Would you reproduce, without any alteration, the lines from the opening line of the entries through the line that has "Codings other than" in it?

*** ENTRIES SUPPLIED Section Begins ***

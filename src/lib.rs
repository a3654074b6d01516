//! HTTP response compression middleware for synchronous handlers.
//!
//! This crate wraps a [`Handler`] so that response bodies are compressed with
//! gzip or deflate, negotiated from the client's `Accept-Encoding` header
//! (RFC 2616 section 14.3). Encoders are pooled and reused across requests.
//!
//! # Example
//!
//! ```ignore
//! use accept_encoding_handler::{CompressionLayer, handler_fn};
//! use tower::ServiceBuilder;
//!
//! let handler = ServiceBuilder::new()
//!     .layer(CompressionLayer::new())
//!     .service(handler_fn(|_req, res| res.write_all(b"hello")));
//! ```
//!
//! # Negotiation
//!
//! Codings other than `gzip`, `deflate` and `identity` (including `*`) are
//! ignored. With the default [`SelectionPolicy::PreferCompressed`], gzip is
//! chosen if its qvalue is above zero, then deflate, otherwise the body is
//! sent as-is. Malformed tokens are skipped rather than failing the request.
//!
//! # Response Modifications
//!
//! - `Vary` header always includes `Accept-Encoding`; it isn't appended again
//!   when an existing `Vary` value already names it or is `*`
//! - `Content-Encoding` header is set to the coding used, if any
//!
//! The body is compressed unconditionally once a coding is chosen; content
//! type and length aren't consulted. If no encoder can be built, the response
//! goes out uncompressed.
//!
//! # Hijacking
//!
//! A [`ResponseSink`] may expose a [`Hijack`] capability. The compressing
//! writer forwards it unchanged, and reports [`Error::Unhijackable`] when the
//! underlying sink has none. Once a response is hijacked its compressed
//! stream is abandoned: nothing more is written to the sink and
//! `Content-Encoding` is removed again.

#![deny(missing_docs)]

mod codec;
mod encoder;
mod error;
mod handler;
mod layer;
mod pool;
mod service;
mod sink;
mod writer;

pub use codec::{
    AcceptEncoding, Coding, DEFAULT_QVALUE, QualityList, SelectionPolicy, parse_accept_encoding,
    parse_quality_list,
};
pub use compression_core::Level;
pub use encoder::Encoder;
pub use error::{Error, ParseError};
pub use handler::{Handler, HandlerFn, handler_fn};
pub use layer::CompressionLayer;
pub use pool::{EncoderPool, PooledEncoder};
pub use service::{Compression, compress};
pub use sink::{Connection, Hijack, Hijacked, ResponseRecorder, ResponseSink};
pub use writer::CompressingWriter;
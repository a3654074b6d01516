use crate::error::ParseError;
use http::header::{self, HeaderMap, HeaderValue};
use std::fmt;

/// Qvalue assigned to a coding that carries no explicit `q` parameter.
pub const DEFAULT_QVALUE: f32 = 1.0;

/// Content-codings understood by the middleware.
#[derive(Debug, Clone, Copy, PartialEq, Eq, Hash)]
pub enum Coding {
    /// No transformation.
    Identity,
    /// Raw deflate stream (RFC 1951).
    Deflate,
    /// Gzip file format (RFC 1952).
    Gzip,
}

impl Coding {
    /// Returns the registered content-coding name.
    pub fn as_str(&self) -> &'static str {
        match self {
            Coding::Identity => "identity",
            Coding::Deflate => "deflate",
            Coding::Gzip => "gzip",
        }
    }

    /// Returns the Content-Encoding header value for this coding.
    pub fn header_value(&self) -> HeaderValue {
        HeaderValue::from_static(self.as_str())
    }

    /// Looks up a coding by its lower-case name.
    pub fn from_name(name: &str) -> Option<Coding> {
        match name {
            "identity" => Some(Coding::Identity),
            "deflate" => Some(Coding::Deflate),
            "gzip" => Some(Coding::Gzip),
            _ => None,
        }
    }

    /// Parses the Accept-Encoding header and selects a coding with `policy`.
    ///
    /// The header value is expected to be comma-separated codings with optional
    /// quality values (e.g., "gzip;q=1.0, identity; q=0.5, *;q=0").
    pub fn from_accept_encoding(header: &str, policy: SelectionPolicy) -> Coding {
        policy.select(&parse_quality_list(header))
    }

    /// Selects a coding from every `Accept-Encoding` field in `headers`.
    ///
    /// Multiple fields are treated as one comma-separated list. Values that
    /// aren't visible ASCII are ignored.
    pub fn from_headers(headers: &HeaderMap, policy: SelectionPolicy) -> Coding {
        let fields: Vec<&str> = headers
            .get_all(header::ACCEPT_ENCODING)
            .iter()
            .filter_map(|v| v.to_str().ok())
            .collect();

        Self::from_accept_encoding(&fields.join(","), policy)
    }
}

impl fmt::Display for Coding {
    fn fmt(&self, f: &mut fmt::Formatter<'_>) -> fmt::Result {
        f.write_str(self.as_str())
    }
}

/// How a [`QualityList`] is turned into a single [`Coding`].
///
/// Both policies agree on every input except one that explicitly accepts
/// `identity` alongside a compressed coding.
#[derive(Debug, Clone, Copy, Default, PartialEq, Eq)]
pub enum SelectionPolicy {
    /// Ignore `identity`; pick gzip, then deflate, then fall back to identity.
    ///
    /// `identity;q=0.5, gzip` compresses with gzip.
    #[default]
    PreferCompressed,
    /// Honour an explicitly accepted `identity` before gzip and deflate.
    ///
    /// `identity;q=0.5, gzip` is not compressed. An absent `identity`
    /// counts as weight 0 here, so `gzip` alone still compresses.
    IdentityFirst,
}

impl SelectionPolicy {
    /// Returns the first coding in this policy's priority order whose weight
    /// is greater than zero, or identity when none is.
    pub fn select(self, list: &QualityList) -> Coding {
        let order: &[Coding] = match self {
            SelectionPolicy::PreferCompressed => &[Coding::Gzip, Coding::Deflate],
            SelectionPolicy::IdentityFirst => &[Coding::Identity, Coding::Gzip, Coding::Deflate],
        };

        order
            .iter()
            .copied()
            .find(|&coding| list.weight(coding) > 0.0)
            .unwrap_or(Coding::Identity)
    }
}

/// Weights of the codings named by an `Accept-Encoding` header.
///
/// Only `identity`, `gzip` and `deflate` are retained; every weight lies in
/// `[0.0, 1.0]`.
#[derive(Debug, Clone, Copy, Default, PartialEq)]
pub struct QualityList {
    identity: Option<f32>,
    deflate: Option<f32>,
    gzip: Option<f32>,
}

impl QualityList {
    /// Creates an empty list.
    pub fn new() -> Self {
        Self::default()
    }

    /// Returns the weight given to `coding`, if the header named it.
    pub fn get(&self, coding: Coding) -> Option<f32> {
        *self.slot(coding)
    }

    /// Returns the weight given to `coding`, treating an absent coding as 0.
    pub fn weight(&self, coding: Coding) -> f32 {
        self.get(coding).unwrap_or(0.0)
    }

    /// Sets the weight for `coding`, clamped to `[0.0, 1.0]`.
    pub fn insert(&mut self, coding: Coding, quality: f32) {
        *self.slot_mut(coding) = Some(clamp_quality(quality));
    }

    /// Returns `true` if no supported coding was named.
    pub fn is_empty(&self) -> bool {
        self.len() == 0
    }

    /// Returns the number of supported codings named.
    pub fn len(&self) -> usize {
        self.iter().count()
    }

    /// Iterates over the named codings and their weights.
    pub fn iter(&self) -> impl Iterator<Item = (Coding, f32)> + '_ {
        [Coding::Identity, Coding::Deflate, Coding::Gzip]
            .into_iter()
            .filter_map(|coding| self.get(coding).map(|q| (coding, q)))
    }

    fn slot(&self, coding: Coding) -> &Option<f32> {
        match coding {
            Coding::Identity => &self.identity,
            Coding::Deflate => &self.deflate,
            Coding::Gzip => &self.gzip,
        }
    }

    fn slot_mut(&mut self, coding: Coding) -> &mut Option<f32> {
        match coding {
            Coding::Identity => &mut self.identity,
            Coding::Deflate => &mut self.deflate,
            Coding::Gzip => &mut self.gzip,
        }
    }
}

impl FromIterator<(Coding, f32)> for QualityList {
    fn from_iter<I: IntoIterator<Item = (Coding, f32)>>(iter: I) -> Self {
        let mut list = QualityList::new();
        for (coding, quality) in iter {
            list.insert(coding, quality);
        }
        list
    }
}

impl<const N: usize> From<[(Coding, f32); N]> for QualityList {
    fn from(entries: [(Coding, f32); N]) -> Self {
        entries.into_iter().collect()
    }
}

/// The result of parsing an `Accept-Encoding` header.
#[derive(Debug, Clone, Default, PartialEq)]
pub struct AcceptEncoding {
    /// Weights of the supported codings.
    pub codings: QualityList,
    /// Malformed tokens encountered along the way.
    pub errors: Vec<ParseError>,
}

/// Parses an `Accept-Encoding` header, per RFC 2616 section 14.3.
///
/// Malformed tokens never abort the parse; they're collected in
/// [`AcceptEncoding::errors`] for diagnostics.
pub fn parse_accept_encoding(header: &str) -> AcceptEncoding {
    let mut parsed = AcceptEncoding::default();
    if header.trim().is_empty() {
        return parsed;
    }

    for token in header.split(',') {
        let Some((name, quality)) = parse_coding(token, &mut parsed.errors) else {
            continue;
        };
        // Unknown codings and the `*` wildcard don't influence selection.
        if let Some(coding) = Coding::from_name(&name) {
            parsed.codings.insert(coding, quality);
        }
    }

    for error in &parsed.errors {
        tracing::trace!(%error, "ignoring malformed accept-encoding token");
    }

    parsed
}

/// Parses an `Accept-Encoding` header into coding weights, discarding errors.
pub fn parse_quality_list(header: &str) -> QualityList {
    parse_accept_encoding(header).codings
}

/// Parses one `coding[;q=value]` token into a lower-case name and weight.
///
/// Returns `None` for a token without a name. A `q` value that doesn't parse
/// leaves the weight at [`DEFAULT_QVALUE`].
pub(crate) fn parse_coding(token: &str, errors: &mut Vec<ParseError>) -> Option<(String, f32)> {
    let mut segments = token.split(';');
    let name = segments.next().unwrap_or("").trim().to_ascii_lowercase();
    if name.is_empty() {
        errors.push(ParseError::EmptyCoding(token.to_owned()));
        return None;
    }

    let mut quality = DEFAULT_QVALUE;
    for segment in segments {
        let Some((key, value)) = segment.split_once('=') else {
            continue;
        };
        if !key.trim().eq_ignore_ascii_case("q") {
            continue;
        }

        let value = value.trim();
        match value.parse::<f32>() {
            Ok(q) if !q.is_nan() => quality = clamp_quality(q),
            _ => errors.push(ParseError::InvalidQuality {
                coding: name.clone(),
                value: value.to_owned(),
            }),
        }
    }

    Some((name, quality))
}

fn clamp_quality(q: f32) -> f32 {
    if q.is_nan() { DEFAULT_QVALUE } else { q.clamp(0.0, 1.0) }
}

#[cfg(test)]
mod tests {
    use super::*;

    #[test]
    fn test_as_str() {
        assert_eq!(Coding::Identity.as_str(), "identity");
        assert_eq!(Coding::Deflate.as_str(), "deflate");
        assert_eq!(Coding::Gzip.as_str(), "gzip");
        assert_eq!(Coding::Gzip.header_value(), "gzip");
    }

    #[test]
    fn test_parse_rfc_examples() {
        assert_eq!(
            parse_quality_list("compress, gzip"),
            QualityList::from([(Coding::Gzip, 1.0)])
        );
        assert_eq!(parse_quality_list(""), QualityList::new());
        assert_eq!(parse_quality_list("*"), QualityList::new());
        assert_eq!(
            parse_quality_list("compress;q=0.5, gzip;q=1.0"),
            QualityList::from([(Coding::Gzip, 1.0)])
        );
        assert_eq!(
            parse_quality_list("gzip;q=1.0, identity; q=0.5, *;q=0"),
            QualityList::from([(Coding::Gzip, 1.0), (Coding::Identity, 0.5)])
        );
    }

    #[test]
    fn test_parse_unknown_codings_dropped() {
        assert_eq!(parse_quality_list("AAA;q=1"), QualityList::new());
        assert_eq!(parse_quality_list("BBB ; q = 2"), QualityList::new());
        assert_eq!(
            parse_quality_list("gzip, deflate, sdch"),
            QualityList::from([(Coding::Gzip, 1.0), (Coding::Deflate, 1.0)])
        );
    }

    #[test]
    fn test_parse_case_and_whitespace() {
        let list = parse_quality_list("  GZip ;  Q = 0.3 ,DEFLATE");
        assert_eq!(list.get(Coding::Gzip), Some(0.3));
        assert_eq!(list.get(Coding::Deflate), Some(1.0));
    }

    #[test]
    fn test_parse_clamps_quality() {
        let list = parse_quality_list("gzip;q=2, deflate;q=-1, identity;q=inf");
        assert_eq!(list.get(Coding::Gzip), Some(1.0));
        assert_eq!(list.get(Coding::Deflate), Some(0.0));
        assert_eq!(list.get(Coding::Identity), Some(1.0));
    }

    #[test]
    fn test_parse_weights_always_in_range() {
        let headers = [
            "gzip;q=1e9",
            "deflate;q=-1e9",
            "gzip;q=0.0001, deflate;q=0.9999",
            "gzip;q=-0, identity;q=+0.5",
            "gzip;q=NaN",
            ";;;,,,gzip;;q=;q==",
        ];
        for header in headers {
            for (coding, q) in parse_quality_list(header).iter() {
                assert!((0.0..=1.0).contains(&q), "{header}: {coding} = {q}");
            }
        }
    }

    #[test]
    fn test_parse_invalid_quality_keeps_default() {
        let parsed = parse_accept_encoding("gzip;q=abc, deflate;q=NaN");
        assert_eq!(parsed.codings.get(Coding::Gzip), Some(DEFAULT_QVALUE));
        assert_eq!(parsed.codings.get(Coding::Deflate), Some(DEFAULT_QVALUE));
        assert_eq!(
            parsed.errors,
            vec![
                ParseError::InvalidQuality {
                    coding: "gzip".to_owned(),
                    value: "abc".to_owned(),
                },
                ParseError::InvalidQuality {
                    coding: "deflate".to_owned(),
                    value: "NaN".to_owned(),
                },
            ]
        );
    }

    #[test]
    fn test_parse_empty_token_rejected() {
        let parsed = parse_accept_encoding("gzip, ;q=0.5, deflate");
        assert_eq!(
            parsed.codings,
            QualityList::from([(Coding::Gzip, 1.0), (Coding::Deflate, 1.0)])
        );
        assert_eq!(
            parsed.errors,
            vec![ParseError::EmptyCoding(" ;q=0.5".to_owned())]
        );
    }

    #[test]
    fn test_parse_blank_header_has_no_errors() {
        let parsed = parse_accept_encoding("   ");
        assert!(parsed.codings.is_empty());
        assert!(parsed.errors.is_empty());
    }

    #[test]
    fn test_parse_last_occurrence_wins() {
        let list = parse_quality_list("gzip;q=0.2, gzip;q=0.7");
        assert_eq!(list.get(Coding::Gzip), Some(0.7));
        assert_eq!(list.len(), 1);
    }

    #[test]
    fn test_parse_ignores_other_parameters() {
        let list = parse_quality_list("gzip;level=9;q=0.4");
        assert_eq!(list.get(Coding::Gzip), Some(0.4));
    }

    #[test]
    fn test_parse_coding_token() {
        let mut errors = Vec::new();
        assert_eq!(
            parse_coding(" gzip ; q=0.8 ", &mut errors),
            Some(("gzip".to_owned(), 0.8))
        );
        assert_eq!(parse_coding("   ", &mut errors), None);
        assert_eq!(errors.len(), 1);
    }

    #[test]
    fn test_select_prefers_gzip() {
        let policy = SelectionPolicy::PreferCompressed;
        assert_eq!(Coding::from_accept_encoding("gzip", policy), Coding::Gzip);
        assert_eq!(Coding::from_accept_encoding("deflate", policy), Coding::Deflate);
        assert_eq!(
            Coding::from_accept_encoding("deflate, gzip;q=0.1", policy),
            Coding::Gzip
        );
        assert_eq!(
            Coding::from_accept_encoding("gzip;q=0, deflate", policy),
            Coding::Deflate
        );
    }

    #[test]
    fn test_select_identity_fallback() {
        for policy in [SelectionPolicy::PreferCompressed, SelectionPolicy::IdentityFirst] {
            assert_eq!(Coding::from_accept_encoding("", policy), Coding::Identity);
            assert_eq!(Coding::from_accept_encoding("*", policy), Coding::Identity);
            assert_eq!(Coding::from_accept_encoding("br, zstd", policy), Coding::Identity);
            assert_eq!(
                Coding::from_accept_encoding("gzip;q=0, deflate;q=0", policy),
                Coding::Identity
            );
        }
    }

    #[test]
    fn test_select_policies_diverge_on_identity() {
        let header = "identity;q=0.5, gzip";
        assert_eq!(
            Coding::from_accept_encoding(header, SelectionPolicy::PreferCompressed),
            Coding::Gzip
        );
        assert_eq!(
            Coding::from_accept_encoding(header, SelectionPolicy::IdentityFirst),
            Coding::Identity
        );

        // Refusing identity explicitly doesn't matter to either policy.
        let header = "identity;q=0, gzip";
        assert_eq!(
            Coding::from_accept_encoding(header, SelectionPolicy::PreferCompressed),
            Coding::Gzip
        );
        assert_eq!(
            Coding::from_accept_encoding(header, SelectionPolicy::IdentityFirst),
            Coding::Gzip
        );
    }

    #[test]
    fn test_from_headers() {
        let mut headers = HeaderMap::new();
        assert_eq!(
            Coding::from_headers(&headers, SelectionPolicy::default()),
            Coding::Identity
        );

        headers.append(header::ACCEPT_ENCODING, HeaderValue::from_static("br"));
        headers.append(header::ACCEPT_ENCODING, HeaderValue::from_static("deflate"));
        assert_eq!(
            Coding::from_headers(&headers, SelectionPolicy::default()),
            Coding::Deflate
        );
    }
}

*** ENTRIES SUPPLIED Section Ends ***

__ANSWER FOR THIS EXERCISE__
filename src/lib.rs
repository a3654074b6d01516
//! HTTP response compression middleware for synchronous handlers.
//!
//! This crate wraps a [`Handler`] so that response bodies are compressed with
//! gzip or deflate, negotiated from the client's `Accept-Encoding` header
//! (RFC 2616 section 14.3). Encoders are pooled and reused across requests.
//!
//! # Example
//!
//! ```ignore
//! use accept_encoding_handler::{CompressionLayer, handler_fn};
//! use tower::ServiceBuilder;
//!
//! let handler = ServiceBuilder::new()
//!     .layer(CompressionLayer::new())
//!     .service(handler_fn(|_req, res| res.write_all(b"hello")));
//! ```
//!
//! # Negotiation
//!
//! Codings other than `gzip`, `deflate` and `identity` (including `*`) are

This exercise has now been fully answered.